Barbisan (Lega-LV), Borgia (FdI), Bozza (FI), Pasqualon (UdC) e Pressi (Stefani Presidente): “In Consiglio Regionale, approvata all’unanimità la mozione sul caso Silva. Percorso corretto”

10 febbraio 2026

(Arv) Venezia, 10 febbraio 2026

“Il Consiglio Regionale ha approvato questa mattina all’unanimità una mozione relativa al cosiddetto caso Silva”. A commentare l’esito del voto sono i capigruppo di maggioranza a palazzo Ferro-Fini, Riccardo Barbisan (Lega – Liga Veneta), Claudio Borgia (Fratelli d’Italia), Alberto Bozza (Forza Italia), Eric Pasqualon (UDC) e Matteo Pressi (Stefani Presidente), che hanno rilasciato una dichiarazione congiunta.

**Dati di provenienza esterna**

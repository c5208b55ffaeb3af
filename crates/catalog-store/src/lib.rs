//! Persistence collaborator for the coverage catalog.
//!
//! Provides:
//! - Record types mirroring the catalog tables
//! - The `CatalogStore` trait consumed by the catalog core
//! - A PostgreSQL implementation
//! - An in-memory implementation for tests and embedded use

pub mod memory;
pub mod postgres;
pub mod records;
pub mod store;

pub use memory::MemoryCatalogStore;
pub use postgres::PgCatalogStore;
pub use records::{
    BandRecord, CategoryRecord, CoverageQuery, CoverageRecord, CrsRecord, DescriptorRecord,
    FormatRecord, LinearModelRecord, SeriesRecord,
};
pub use store::CatalogStore;
impl ScopedRows {
    fn empty(scenario: Scenario) -> Self {
        Self {
            scenario,
            revision: 1,
            assignments: BTreeMap::new(),
            overrides: BTreeMap::new(),
            timelines: BTreeMap::new(),
            dependencies: Vec::new(),
        }
    }

    pub fn snapshot(&self) -> ScenarioSnapshot {
        ScenarioSnapshot {
            scenario: self.scenario.clone(),
            revision: self.revision,
            taken_at: Utc::now(),
            assignments: self.assignments.values().cloned().collect(),
            overrides: self.overrides.values().cloned().collect(),
            phase_timelines: self.timelines.values().cloned().collect(),
            dependencies: self.dependencies.clone(),
        }
    }

    /// Copy every row into a new scenario with fresh row ids.
    fn copy_into(&self, child: Scenario) -> Self {
        let id = child.id;
        let mut timeline_ids: HashMap<PhaseTimelineId, PhaseTimelineId> = HashMap::new();
        let timelines = self
            .timelines
            .iter()
            .map(|(key, t)| {
                let copy = ScenarioPhaseTimeline::new(id, *key, t.start_date, t.end_date);
                timeline_ids.insert(t.id, copy.id);
                (*key, copy)
            })
            .collect();
        let dependencies = self
            .dependencies
            .iter()
            .filter_map(|d| {
                Some(PhaseDependency {
                    id: DependencyId::new(),
                    scenario_id: id,
                    predecessor_phase_timeline_id: *timeline_ids.get(&d.predecessor_phase_timeline_id)?,
                    successor_phase_timeline_id: *timeline_ids.get(&d.successor_phase_timeline_id)?,
                    dependency_type: d.dependency_type,
                    lag_days: d.lag_days,
                })
            })
            .collect();
        let assignments = self
            .assignments
            .iter()
            .map(|(key, a)| {
                let mut copy = a.clone();
                copy.id = AssignmentId::new();
                copy.scenario_id = id;
                (*key, copy)
            })
            .collect();
        let overrides = self
            .overrides
            .iter()
            .map(|(key, o)| (*key, ScenarioProjectOverride::new(id, *key, o.value())))
            .collect();

        Self {
            scenario: child,
            revision: 1,
            assignments,
            overrides,
            timelines,
            dependencies,
        }
    }

    fn ensure_writable(&self) -> StoreResult<()> {
        if self.scenario.is_writable() {
            Ok(())
        } else {
            Err(StoreError::NotWritable {
                id: self.scenario.id,
                status: self.scenario.status,
            })
        }
    }

    fn row_not_found(&self, row: String) -> StoreError {
        StoreError::RowNotFound {
            scenario: self.scenario.id,
            row,
        }
    }

    /// Replace the incoming dependencies of the timeline at `key`.
    fn relink(&mut self, key: &PhaseKey, links: &[PhaseLink], catalog: &Catalog) -> StoreResult<()> {
        let Some(successor) = self.timelines.get(key).map(|t| t.id) else {
            return Ok(());
        };
        self.dependencies
            .retain(|d| d.successor_phase_timeline_id != successor);
        for link in links {
            let pred_key = PhaseKey {
                project_id: key.project_id,
                phase_id: link.predecessor_phase_id,
            };
            let predecessor = self.timelines.get(&pred_key).ok_or_else(|| {
                StoreError::Validation(format!(
                    "{} has no {} timeline to depend on",
                    catalog.project_name(&key.project_id),
                    catalog.phase_name(&link.predecessor_phase_id)
                ))
            })?;
            self.dependencies.push(PhaseDependency {
                id: DependencyId::new(),
                scenario_id: self.scenario.id,
                predecessor_phase_timeline_id: predecessor.id,
                successor_phase_timeline_id: successor,
                dependency_type: link.dependency_type,
                lag_days: link.lag_days,
            });
        }
        Ok(())
    }

    /// Check the dependency graph and re-derive every computed date.
    fn revalidate(&mut self, catalog: &Catalog) -> StoreResult<()> {
        let nodes: Vec<PhaseTimelineId> = self.timelines.values().map(|t| t.id).collect();
        let edges: Vec<_> = self
            .dependencies
            .iter()
            .map(|d| (d.predecessor_phase_timeline_id, d.successor_phase_timeline_id))
            .collect();
        check_acyclic(&nodes, &edges)?;

        for (key, assignment) in self.assignments.iter_mut() {
            let project = catalog.project(&key.project_id).ok_or_else(|| {
                StoreError::Validation(format!("unknown project {}", key.project_id))
            })?;
            let project_override = self
                .overrides
                .get(&OverrideKey {
                    project_id: key.project_id,
                })
                .map(ScenarioProjectOverride::value);
            let phase_range = assignment.phase_id.and_then(|phase_id| {
                self.timelines
                    .get(&PhaseKey {
                        project_id: key.project_id,
                        phase_id,
                    })
                    .map(|t| DateRange::new(t.start_date, t.end_date))
            });
            let range = derive_dates(
                &assignment.value(),
                project,
                project_override.as_ref(),
                phase_range,
            )
            .map_err(|e| {
                StoreError::Validation(format!(
                    "{} on {}: {e}",
                    catalog.person_name(&key.person_id),
                    project.name
                ))
            })?;
            assignment.computed_start_date = range.start;
            assignment.computed_end_date = range.end;
        }
        Ok(())
    }
}

/// Everything a scenario store holds.
#[derive(Clone, Debug, Default)]
pub struct StoreState {
    catalog: Catalog,
    scenarios: HashMap<ScenarioId, ScopedRows>,
    /// Creation order, oldest first.
    order: Vec<ScenarioId>,
    branch_snapshots: HashMap<ScenarioId, ScenarioSnapshot>,
    merge_records: Vec<MergeRecord>,
}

“Siamo soddisfatti, – evidenziano i capigruppo -, che il Consiglio Regionale, all’unanimità, abbia approvato questa mattina una mozione con la quale di fatto si certifica che il percorso seguito dalla Regione nella gestione del cosiddetto caso Silva è corretto: il primo punto della mozione, infatti, chiede di ‘proseguire nell’attività istruttoria per l’approvazione delle aree di salvaguardia’. La Regione, tramite l’assessora Elisa Venturini, che è in carica da meno di due mesi, ha sin da subito seguito con attenzione la vicenda e continuerà a farlo, con l’obiettivo di salvaguardare la salute e la tranquillità dei cittadini di una zona che è particolarmente sensibile a queste tematiche. Sulla vicenda – commentano i capigruppo - è intervenuta anche l’assessora regionale Elisa Venturini, che ha illustrato le attività in corso da parte dell’amministrazione regionale. Sia la parte politica che la parte tecnica della Regione si stanno impegnando al massimo per affrontare la questione. Questa mattina abbiamo inviato una lettera all’autorità di Bacino perché, anche alla luce della definizione delle aree di salvaguardia, valuti se emettere un nuovo parere sulla pratica. Infine, condividiamo - concludono - Barbisan, Borgia, Bozza, Pasqualon e Pressi – il messaggio dell’assessora, nel comunicare ai cittadini, ai comitati ed agli amministratori locali che sono comprensibilmente attenti a questa vicenda, che di fatto, la Regione è sul pezzo e che il Consiglio Regionale, approvando la mozione all’unanimità, condivide questo percorso”.